[Saved entries]
━━━━

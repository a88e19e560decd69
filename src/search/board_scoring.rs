//! Pluggable board evaluation interfaces and the tiered scorer behind the
//! move selector's difficulty levels.
//!
//! Search remains modular by delegating static position scoring to the
//! `BoardScorer` trait. Scores are centipawns from the side to move's view.

use crate::game_state::{chess_types::*, game_state::GameState};
use crate::move_generation::game_status::is_insufficient_material;
use crate::move_generation::legal_move_checks::{attacked_square_count, is_square_attacked};

pub const MATE_SCORE: i32 = 30000;

pub trait BoardScorer: Send + Sync {
    /// Score from the perspective of the side to move.
    fn score(&self, game_state: &GameState) -> i32;
}

/// Evaluation terms switched on cumulatively: each tier adds to the one
/// before it.
#[derive(Debug, Clone, Copy, PartialEq, Eq, PartialOrd, Ord)]
pub enum EvalTier {
    Material,
    Positional,
    KingSafety,
}

/// Tunable weights, all in centipawns.
#[derive(Debug, Clone, Copy, PartialEq, Eq)]
pub struct EvalWeights {
    /// Indexed by `PieceKind::index()`. Kings carry no material value.
    pub piece_values: [i32; 6],
    pub mobility_per_square: i32,
    pub missing_shield_pawn: i32,
    pub open_file_near_king: i32,
    pub attacked_king_zone_square: i32,
}

impl Default for EvalWeights {
    fn default() -> Self {
        Self {
            piece_values: [100, 300, 325, 500, 900, 0],
            mobility_per_square: 5,
            missing_shield_pawn: 30,
            open_file_near_king: 25,
            attacked_king_zone_square: 10,
        }
    }
}

impl EvalWeights {
    #[inline]
    pub fn piece_value(&self, kind: PieceKind) -> i32 {
        self.piece_values[kind.index()]
    }
}

#[derive(Debug, Clone, Copy, Default)]
pub struct MaterialScorer;

impl MaterialScorer {
    /// Material value used for move ordering and capture heuristics.
    #[inline]
    pub const fn piece_value(piece: PieceKind) -> i32 {
        match piece {
            PieceKind::Pawn => 100,
            PieceKind::Knight => 300,
            PieceKind::Bishop => 325,
            PieceKind::Rook => 500,
            PieceKind::Queen => 900,
            PieceKind::King => 0,
        }
    }
}

impl BoardScorer for MaterialScorer {
    fn score(&self, game_state: &GameState) -> i32 {
        let white_minus_black = material_balance(game_state, &EvalWeights::default());
        from_side_to_move(game_state, white_minus_black)
    }
}

/// Material plus whichever positional terms `tier` enables.
#[derive(Debug, Clone, Copy)]
pub struct TieredScorer {
    pub tier: EvalTier,
    pub weights: EvalWeights,
}

impl TieredScorer {
    pub fn new(tier: EvalTier) -> Self {
        Self {
            tier,
            weights: EvalWeights::default(),
        }
    }

    /// White-minus-Black score before the side-to-move flip.
    pub fn white_minus_black(&self, game_state: &GameState) -> i32 {
        if is_insufficient_material(game_state) {
            return 0;
        }

        let mut score = material_balance(game_state, &self.weights);

        if self.tier >= EvalTier::Positional {
            score += piece_square_balance(game_state);
            let mobility = attacked_square_count(game_state, Color::White) as i32
                - attacked_square_count(game_state, Color::Black) as i32;
            score += mobility * self.weights.mobility_per_square;
        }

        if self.tier >= EvalTier::KingSafety {
            score += king_safety(game_state, Color::White, &self.weights)
                - king_safety(game_state, Color::Black, &self.weights);
        }

        score
    }
}

impl BoardScorer for TieredScorer {
    fn score(&self, game_state: &GameState) -> i32 {
        from_side_to_move(game_state, self.white_minus_black(game_state))
    }
}

#[inline]
fn from_side_to_move(game_state: &GameState, white_minus_black: i32) -> i32 {
    match game_state.side_to_move {
        Color::White => white_minus_black,
        Color::Black => -white_minus_black,
    }
}

fn material_balance(game_state: &GameState, weights: &EvalWeights) -> i32 {
    Square::all()
        .filter_map(|sq| game_state.piece_at(sq))
        .map(|piece| match piece.color {
            Color::White => weights.piece_value(piece.kind),
            Color::Black => -weights.piece_value(piece.kind),
        })
        .sum()
}

// Piece-square tables from White's point of view, a1 first. Black pieces
// read them through `Square::flipped`.

#[rustfmt::skip]
const PAWN_TABLE: [i32; 64] = [
     0,  0,  0,  0,  0,  0,  0,  0,
     0,  0,  0,  0,  0,  0,  0,  0,
    10, 10, 20, 30, 30, 20, 10, 10,
    15, 15, 20, 35, 35, 20, 15, 15,
    20, 20, 30, 40, 40, 30, 20, 20,
    30, 30, 40, 50, 50, 40, 30, 30,
    50, 50, 60, 70, 70, 60, 50, 50,
     0,  0,  0,  0,  0,  0,  0,  0,
];

#[rustfmt::skip]
const KNIGHT_TABLE: [i32; 64] = [
    -50, -40, -30, -30, -30, -30, -40, -50,
    -40, -20,   0,   0,   0,   0, -20, -40,
    -30,   0,  10,  15,  15,  10,   0, -30,
    -30,   5,  15,  20,  20,  15,   5, -30,
    -30,   0,  15,  20,  20,  15,   0, -30,
    -30,   5,  10,  15,  15,  10,   5, -30,
    -40, -20,   0,   5,   5,   0, -20, -40,
    -50, -40, -30, -30, -30, -30, -40, -50,
];

#[rustfmt::skip]
const BISHOP_TABLE: [i32; 64] = [
    -20, -10, -10, -10, -10, -10, -10, -20,
    -10,   0,   0,   0,   0,   0,   0, -10,
    -10,   0,   5,  10,  10,   5,   0, -10,
    -10,   5,   5,  10,  10,   5,   5, -10,
    -10,   0,  10,  10,  10,  10,   0, -10,
    -10,  10,  10,  10,  10,  10,  10, -10,
    -10,   5,   0,   0,   0,   0,   5, -10,
    -20, -10, -10, -10, -10, -10, -10, -20,
];

#[rustfmt::skip]
const ROOK_TABLE: [i32; 64] = [
     0,  0,  0,  0,  0,  0,  0,  0,
     5, 10, 10, 10, 10, 10, 10,  5,
    -5,  0,  0,  0,  0,  0,  0, -5,
    -5,  0,  0,  0,  0,  0,  0, -5,
    -5,  0,  0,  0,  0,  0,  0, -5,
    -5,  0,  0,  0,  0,  0,  0, -5,
    25, 25, 25, 25, 25, 25, 25, 25,
     0,  0,  0,  0,  0,  0,  0,  0,
];

#[rustfmt::skip]
const KING_ENDGAME_TABLE: [i32; 64] = [
    -30, -40, -40, -50, -50, -40, -40, -30,
    -30, -40, -40, -50, -50, -40, -40, -30,
    -30, -40, -20,   0,   0, -20, -40, -30,
    -30, -30,   0,  20,  20,   0, -30, -30,
    -30, -30,   0,  20,  20,   0, -30, -30,
    -30, -40, -20,   0,   0, -20, -40, -30,
    -30, -40, -40, -50, -50, -40, -40, -30,
    -30, -40, -40, -50, -50, -40, -40, -30,
];

#[inline]
fn piece_square_bonus(piece: Piece, square: Square) -> i32 {
    let index = match piece.color {
        Color::White => square.index(),
        Color::Black => square.flipped().index(),
    };
    match piece.kind {
        PieceKind::Pawn => PAWN_TABLE[index],
        PieceKind::Knight => KNIGHT_TABLE[index],
        PieceKind::Bishop => BISHOP_TABLE[index],
        PieceKind::Rook => ROOK_TABLE[index],
        PieceKind::Queen => 0,
        PieceKind::King => KING_ENDGAME_TABLE[index],
    }
}

fn piece_square_balance(game_state: &GameState) -> i32 {
    Square::all()
        .filter_map(|sq| game_state.piece_at(sq).map(|piece| (sq, piece)))
        .map(|(sq, piece)| match piece.color {
            Color::White => piece_square_bonus(piece, sq),
            Color::Black => -piece_square_bonus(piece, sq),
        })
        .sum()
}

/// Penalty (as a non-positive score) for `color`'s king: missing shield
/// pawns, pawnless files beside it, and enemy-attacked squares around it.
fn king_safety(game_state: &GameState, color: Color, weights: &EvalWeights) -> i32 {
    let Some(king_sq) = game_state.king_square(color) else {
        return 0;
    };
    let own_pawn = Some(Piece::new(color, PieceKind::Pawn));
    let mut penalty = 0;

    for file_delta in -1..=1i8 {
        let Some(file_sq) = king_sq.offset(file_delta, 0) else {
            continue;
        };

        let shielded = king_sq
            .offset(file_delta, color.pawn_direction())
            .is_some_and(|sq| game_state.piece_at(sq) == own_pawn);
        if !shielded {
            penalty += weights.missing_shield_pawn;
        }

        let file_has_pawn = (0..8i8)
            .filter_map(|rank| Square::new(file_sq.file() as i8, rank))
            .any(|sq| matches!(game_state.piece_at(sq), Some(p) if p.kind == PieceKind::Pawn));
        if !file_has_pawn {
            penalty += weights.open_file_near_king;
        }
    }

    let enemy = color.opposite();
    for rank_delta in -1..=1i8 {
        for file_delta in -1..=1i8 {
            if let Some(sq) = king_sq.offset(file_delta, rank_delta) {
                if is_square_attacked(game_state, sq, enemy) {
                    penalty += weights.attacked_king_zone_square;
                }
            }
        }
    }

    -penalty
}

#[cfg(test)]
mod tests {
    use super::*;

    fn game(fen: &str) -> GameState {
        GameState::from_fen(fen).expect("FEN should parse")
    }

    #[test]
    fn start_position_is_balanced_at_every_tier() {
        let start = GameState::new_game();
        assert_eq!(MaterialScorer.score(&start), 0);
        for tier in [EvalTier::Material, EvalTier::Positional, EvalTier::KingSafety] {
            assert_eq!(TieredScorer::new(tier).score(&start), 0, "{tier:?}");
        }
    }

    #[test]
    fn extra_queen_scores_for_its_owner() {
        let white_to_move = game("3qk3/8/8/8/8/8/8/3QK2Q w - - 0 1");
        let black_to_move = game("3qk3/8/8/8/8/8/8/3QK2Q b - - 0 1");
        assert_eq!(MaterialScorer.score(&white_to_move), 900);
        assert_eq!(MaterialScorer.score(&black_to_move), -900);

        let scorer = TieredScorer::new(EvalTier::KingSafety);
        assert!(scorer.score(&white_to_move) > 500);
        assert_eq!(scorer.score(&white_to_move), -scorer.score(&black_to_move));
    }

    #[test]
    fn central_knight_beats_rim_knight() {
        let scorer = TieredScorer::new(EvalTier::Positional);
        let central = game("4k3/8/8/8/3N4/8/8/4K3 w - - 0 1");
        let rim = game("4k3/8/8/8/N7/8/8/4K3 w - - 0 1");
        assert!(scorer.score(&central) > scorer.score(&rim));
        assert_eq!(MaterialScorer.score(&central), MaterialScorer.score(&rim));
    }

    #[test]
    fn king_shield_matters_only_at_king_safety_tier() {
        let sheltered = game("6k1/8/8/8/8/8/5PPP/6K1 w - - 0 1");
        let exposed = game("6k1/8/8/8/8/5PPP/8/6K1 w - - 0 1");

        let hard = TieredScorer::new(EvalTier::KingSafety);
        let white_sheltered = king_safety(&sheltered, Color::White, &hard.weights);
        let white_exposed = king_safety(&exposed, Color::White, &hard.weights);
        assert_eq!(white_sheltered, 0);
        assert_eq!(white_exposed, -3 * hard.weights.missing_shield_pawn);
    }

    #[test]
    fn bare_kings_score_zero() {
        let bare = game("4k3/8/8/8/8/8/8/K7 w - - 0 1");
        assert_eq!(TieredScorer::new(EvalTier::KingSafety).score(&bare), 0);
    }
}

━━━━

• [EXERCISE INSTRUCTIONS] Please give back the records exactly as written, beginning at the first line and including the line that holds "scoring to the" as the last.

• [RESPONSE AREA]
repository a88e19e560decd69
filename src/search/board_scoring.rs
//! Pluggable board evaluation interfaces and the tiered scorer behind the
//! move selector's difficulty levels.
//!
//! Search remains modular by delegating static position scoring to the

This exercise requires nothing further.